By Mark Lebwohl, MD, June 01, 2015
There is no denying that the medical community has made exceptional progress in researching and developing many innovative drugs and treatments in recent history. However, there is a significant disconnect between the development of these remarkable treatments and patients’ access to them. These drugs are too expensive and are, therefore, out of the reach for many patients. Just in the last five years, the cost of drugs has soared. These costs keep going up and unfortunately there appears to be no control over that.

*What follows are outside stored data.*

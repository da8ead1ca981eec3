//! Status enums and progress events

use chrono::{DateTime, Utc};
use serde::{Deserialize, Serialize};
use std::fmt;

/// Overall status of a session.
#[derive(Debug, Clone, Copy, PartialEq, Eq, Hash, Serialize, Deserialize, Default)]
#[serde(rename_all = "snake_case")]
pub enum SessionStatus {
    #[default]
    Pending,
    InProgress,
    Completed,
    Failed,
}

impl SessionStatus {
    pub fn is_terminal(self) -> bool {
        matches!(self, Self::Completed | Self::Failed)
    }

    pub fn as_str(self) -> &'static str {
        match self {
            Self::Pending => "pending",
            Self::InProgress => "in_progress",
            Self::Completed => "completed",
            Self::Failed => "failed",
        }
    }
}

impl fmt::Display for SessionStatus {
    fn fmt(&self, f: &mut fmt::Formatter<'_>) -> fmt::Result {
        f.write_str(self.as_str())
    }
}

/// Status of a single step.
#[derive(Debug, Clone, Copy, PartialEq, Eq, Hash, Serialize, Deserialize, Default)]
#[serde(rename_all = "snake_case")]
pub enum StepStatus {
    #[default]
    Pending,
    InProgress,
    Completed,
    Failed,
}

impl StepStatus {
    pub fn is_terminal(self) -> bool {
        matches!(self, Self::Completed | Self::Failed)
    }

    pub fn as_str(self) -> &'static str {
        match self {
            Self::Pending => "pending",
            Self::InProgress => "in_progress",
            Self::Completed => "completed",
            Self::Failed => "failed",
        }
    }
}

impl fmt::Display for StepStatus {
    fn fmt(&self, f: &mut fmt::Formatter<'_>) -> fmt::Result {
        f.write_str(self.as_str())
    }
}

/// Broadcast after every committed write to the progress store.
#[derive(Debug, Clone, Serialize, Deserialize)]
#[serde(tag = "type", rename_all = "snake_case")]
pub enum ProgressEvent {
    SessionInitialized {
        session_id: String,
        total_steps: usize,
        attempt: u32,
        timestamp: DateTime<Utc>,
    },
    StepStarted {
        session_id: String,
        step: usize,
        name: String,
        timestamp: DateTime<Utc>,
    },
    StepCompleted {
        session_id: String,
        step: usize,
        timestamp: DateTime<Utc>,
    },
    StepWarning {
        session_id: String,
        step: usize,
        warning: String,
        timestamp: DateTime<Utc>,
    },
    StepFailed {
        session_id: String,
        step: usize,
        error: String,
        timestamp: DateTime<Utc>,
    },
    SessionCompleted {
        session_id: String,
        timestamp: DateTime<Utc>,
    },
    SessionFailed {
        session_id: String,
        error: String,
        timestamp: DateTime<Utc>,
    },
}

impl ProgressEvent {
    pub fn session_id(&self) -> &str {
        match self {
            Self::SessionInitialized { session_id, .. }
            | Self::StepStarted { session_id, .. }
            | Self::StepCompleted { session_id, .. }
            | Self::StepWarning { session_id, .. }
            | Self::StepFailed { session_id, .. }
            | Self::SessionCompleted { session_id, .. }
            | Self::SessionFailed { session_id, .. } => session_id,
        }
    }

    pub fn timestamp(&self) -> DateTime<Utc> {
        match self {
            Self::SessionInitialized { timestamp, .. }
            | Self::StepStarted { timestamp, .. }
            | Self::StepCompleted { timestamp, .. }
            | Self::StepWarning { timestamp, .. }
            | Self::StepFailed { timestamp, .. }
            | Self::SessionCompleted { timestamp, .. }
            | Self::SessionFailed { timestamp, .. } => *timestamp,
        }
    }
}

A lot of finger-pointing goes to the pharmaceutical industry because it would certainly help if these companies would reduce their prices to make these drugs more affordable to more patients. However, a big part of the cost comes from the wholesalers and the retailers who mark up the prices dramatically. For example, on the island of Manhattan you can go to one drug store and see a charge of $1200 for a particular drug, and then go to another drug store and see a charge of $200 for the same medication. But while the retailers, wholesalers, and pharmaceutical companies are making a lot of money, so are the insurance companies by denying coverage for medications. Imagine being in an industry where you can charge people for a service, and then after they have paid you, you decide that you’re not going to provide that service. Unfortunately, there is a lack of control over what the insurance companies are able to do because there is a lot of fine print. Our patients end up being the losers.
So, as caregivers, what can we do? We can make noise. About 10 years ago, the calcineurin inhibitors — Protopic® and Elidel® — came out and cost a few hundred dollars. One of my insurance companies routinely rejected them for every patient because they wanted the patients to fail a list of less-expensive drugs first. I was complaining about this to a patient of mine who was a politician in another state, and he promptly picked up the phone and called the Attorney General of New York at the time, Eliot Spitzer, while I was in the room. I got a call from one of Spitzer’s lawyers that very day asking me to send a letter to the insurance company, copying him. Within a day, Spitzer’s office had contacted the insurance company and the insurance company reversed that decision for that particular patient. Every time this happened to any of my patients, I did the same thing. Ultimately, after a couple of months, I stopped getting denials. As physicians we must appeal these decisions because they’re denying necessary therapy.
Also, when it comes to tackling the overarching problem of the cost of drugs, I call on every member to be politically active when important legislation pops up at the state and federal level. For example, in March, Reps. David McKinley (R-W. Va.) and Lois Capps (D-Calif.) re-introduced the Patients’ Access to Treatment Act, which would increase patient access to expensive specialty drugs. Please write to your members of Congress and support this critical piece of legislation. Additionally, start sending out letters to the press, attorneys general, insurance commissioners, and other politicians. As physicians, when we see something go wrong for our patients, we shouldn’t just take it, we should fight it. The bottom line is that we need more affordable drugs for our patients. Let’s put this issue in the spotlight.